A few months later, on Nov. 11, 1887, the Sturgis Record reported on a picture that local photographer John Grabill displayed in the window of his photo studio of, “the lady familiarly known as the bullwhackeress.”

“In the operation of cutting an ox in two with a whip,” the Record reported, “this woman’s name is Knudson or Canuteson. She is married, her husband driving a ten-yoke team of bulls (oxen), and they both have been on the road between Pierre and the Black Hills for six or seven months. The couple drive their own teams, about 15-yoke of cattle with five or six wagons, and are reputed to be worth some little money.”

Emma Buckingham was born Ingeborg Botne in Vinge, Norway, in 1856. She came to America in 1873, settling in Minnesota. Nine years later, as Emma Botne, she moved to the Black Hills and married Emmond Knutson, also a native of Norway. The couple started a successful freighting business before they parted ways in 1888.

Emma married another bull train operator, George Buckingham, in 1889. They retired from the freight business after rail lines finally reached the Black Hills, and she and George took up ranching near Tilford a few miles north of Rapid City.

The Rapid City Journal’s front-page obituary on Sept. 4, 1902, told of her death from cancer at age 46. “Thus passes away one of the characteristic pioneers of the Hills. In the days of freighting to the Hills she evinced her sturdy independence by driving her own outfit across the plains, and wherever she went she won the respect of all who met her.

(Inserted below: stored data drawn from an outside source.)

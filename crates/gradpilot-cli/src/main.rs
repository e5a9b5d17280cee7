//! `gradpilot` command line: train, evaluate and generate reference corpora.

use std::path::{Path, PathBuf};
use std::process::ExitCode;

use clap::{Args, Parser, Subcommand, ValueEnum};

use gradpilot::gradpilot_train::{ConsoleSink, FanoutSink, JsonlSink};
use gradpilot::{Checkpoint, RunConfig, TrajectoryCorpus, VehicleKind};

#[derive(Copy, Clone, Debug, ValueEnum)]
enum VehicleArg {
    Cartpole,
    Quadrotor,
    FixedWing,
}

impl From<VehicleArg> for VehicleKind {
    fn from(arg: VehicleArg) -> Self {
        match arg {
            VehicleArg::Cartpole => VehicleKind::CartPole,
            VehicleArg::Quadrotor => VehicleKind::Quadrotor,
            VehicleArg::FixedWing => VehicleKind::FixedWing,
        }
    }
}

#[derive(Debug, Parser)]
#[command(
    name = "gradpilot",
    about = "Train vehicle controllers by differentiating through their dynamics",
    version
)]
struct Cli {
    #[command(subcommand)]
    command: Command,
}

#[derive(Debug, Subcommand)]
enum Command {
    /// Train a controller with the curriculum.
    Train(TrainArgs),
    /// Evaluate a checkpoint on a corpus's test split.
    Eval(EvalArgs),
    /// Generate a seeded train/test reference corpus.
    Generate(GenerateArgs),
}

#[derive(Debug, Args)]
struct TrainArgs {
    #[arg(value_enum)]
    vehicle: VehicleArg,

    /// Run configuration (JSON). Defaults to the vehicle's preset.
    #[arg(long)]
    config: Option<PathBuf>,

    /// Reference corpus (JSON).
    #[arg(long)]
    corpus: PathBuf,

    /// Output directory for checkpoint.json, best.json and events.jsonl.
    #[arg(long)]
    out: PathBuf,

    /// Override the iteration budget.
    #[arg(long)]
    iterations: Option<usize>,

    /// Override the training seed.
    #[arg(long)]
    seed: Option<u64>,

    /// Differentiate through a residual model fitted on transitions of the
    /// evaluation vehicle instead of the nominal vehicle.
    #[arg(long)]
    learnt_model: bool,
}

#[derive(Debug, Args)]
struct EvalArgs {
    #[arg(value_enum)]
    vehicle: VehicleArg,

    #[arg(long)]
    checkpoint: PathBuf,

    #[arg(long)]
    corpus: PathBuf,

    /// Metrics report path.
    #[arg(long)]
    out: PathBuf,

    /// Write one trace file per episode into this directory.
    #[arg(long)]
    traces: Option<PathBuf>,

    /// Run configuration (JSON); supplies the evaluation settings and vehicle.
    #[arg(long)]
    config: Option<PathBuf>,
}

#[derive(Debug, Args)]
struct GenerateArgs {
    #[arg(value_enum)]
    vehicle: VehicleArg,

    #[arg(long)]
    out: PathBuf,

    #[arg(long, default_value_t = 64)]
    train: usize,

    #[arg(long, default_value_t = 16)]
    test: usize,

    #[arg(long, default_value_t = 0)]
    seed: u64,

    /// Steps per trajectory.
    #[arg(long, default_value_t = 400)]
    steps: usize,

    /// Time step (s).
    #[arg(long, default_value_t = 0.02)]
    dt: f64,

    /// Run configuration (JSON) supplying the vehicle parameters.
    #[arg(long)]
    config: Option<PathBuf>,
}

fn load_config(kind: VehicleKind, path: Option<&Path>) -> gradpilot::Result<RunConfig> {
    match path {
        Some(path) => RunConfig::load(path),
        None => Ok(RunConfig::preset(kind)),
    }
}

fn train(args: TrainArgs) -> gradpilot::Result<()> {
    let kind = VehicleKind::from(args.vehicle);
    let mut config = load_config(kind, args.config.as_deref())?;
    if let Some(iterations) = args.iterations {
        config.trainer.iterations = iterations;
    }
    if let Some(seed) = args.seed {
        config.trainer.seed = seed;
    }
    let corpus = TrajectoryCorpus::load(&args.corpus)?;

    let mut sink = FanoutSink::new()
        .with(ConsoleSink {
            print_every: config.trainer.print_every,
        })
        .with(JsonlSink::create(args.out.join("events.jsonl"))?);
    let output = if args.learnt_model {
        gradpilot::train_on_learnt_model(kind, &config, &corpus, &mut sink)?
    } else {
        gradpilot::train(kind, &config, &corpus, &mut sink)?
    };
    if let Some(fit) = &output.residual_fit {
        println!(
            "learnt model: {} transitions, one-step MSE {:.3e} -> {:.3e}",
            fit.observations, fit.nominal_error, fit.fitted_error
        );
    }

    output.checkpoint.save(args.out.join("checkpoint.json"))?;
    let best = output.best.as_ref().unwrap_or(&output.checkpoint);
    best.save(args.out.join("best.json"))?;

    let summary = &output.summary;
    println!(
        "done: {} iterations, level {}/{}, completed={}, diverged iterations={}, final loss {:.6}",
        summary.iterations,
        summary.final_level + 1,
        summary.num_levels,
        summary.completed,
        summary.diverged_iterations,
        summary.final_loss().unwrap_or(f64::NAN)
    );
    if let Some(best) = &summary.best_eval {
        println!(
            "best eval: {}/{} failed, position RMSE {:.4}",
            best.n_failed, best.n_episodes, best.mean_position_rmse
        );
    }
    Ok(())
}

fn eval(args: EvalArgs) -> gradpilot::Result<()> {
    let kind = VehicleKind::from(args.vehicle);
    let config = load_config(kind, args.config.as_deref())?;
    let checkpoint = Checkpoint::load(&args.checkpoint)?;
    let corpus = TrajectoryCorpus::load(&args.corpus)?;

    let (report, traces) = gradpilot::evaluate(
        kind,
        &config,
        &checkpoint,
        &corpus.test,
        args.traces.is_some(),
    )?;
    report.save(&args.out)?;
    if let Some(dir) = &args.traces {
        for trace in &traces {
            trace.save_in(dir)?;
        }
    }

    println!(
        "{}: {} episodes, {} failed ({} non-finite), \
         position RMSE {:.4} ± {:.4}, steps survived {:.1}",
        report.vehicle,
        report.n_episodes,
        report.n_failed,
        report.n_diverged,
        report.mean_position_rmse,
        report.std_position_rmse,
        report.mean_steps_survived
    );
    Ok(())
}

fn generate(args: GenerateArgs) -> gradpilot::Result<()> {
    let kind = VehicleKind::from(args.vehicle);
    let config = load_config(kind, args.config.as_deref())?;
    let corpus = gradpilot::generate_corpus(
        kind,
        &config.vehicle,
        args.seed,
        args.train,
        args.test,
        args.steps,
        args.dt,
    )?;
    corpus.save(&args.out)?;
    println!(
        "{}: {} train / {} test trajectories -> {}",
        corpus.name,
        corpus.train.len(),
        corpus.test.len(),
        args.out.display()
    );
    Ok(())
}

fn main() -> ExitCode {
    let cli = Cli::parse();
    let result = match cli.command {
        Command::Train(args) => train(args),
        Command::Eval(args) => eval(args),
        Command::Generate(args) => generate(args),
    };
    match result {
        Ok(()) => ExitCode::SUCCESS,
        Err(e) => {
            eprintln!("error: {e}");
            ExitCode::FAILURE
        }
    }
}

“She it was who safely landed The Journal’s cylinder press at its destination on Main Street in 1885. When the days of freighting ceased she took up ranching, showing the same independence and good judgment she had previously shown …

“But withal she was a womanly woman and her pleasant word and cheery smile will be missed by her friends, of whom she had many, and her passing away will be deeply regretted.”

Emma Knutson Buckingham, Dakota’s famous bullwhackeress, is buried in Rapid City’s Mountain View Cemetery.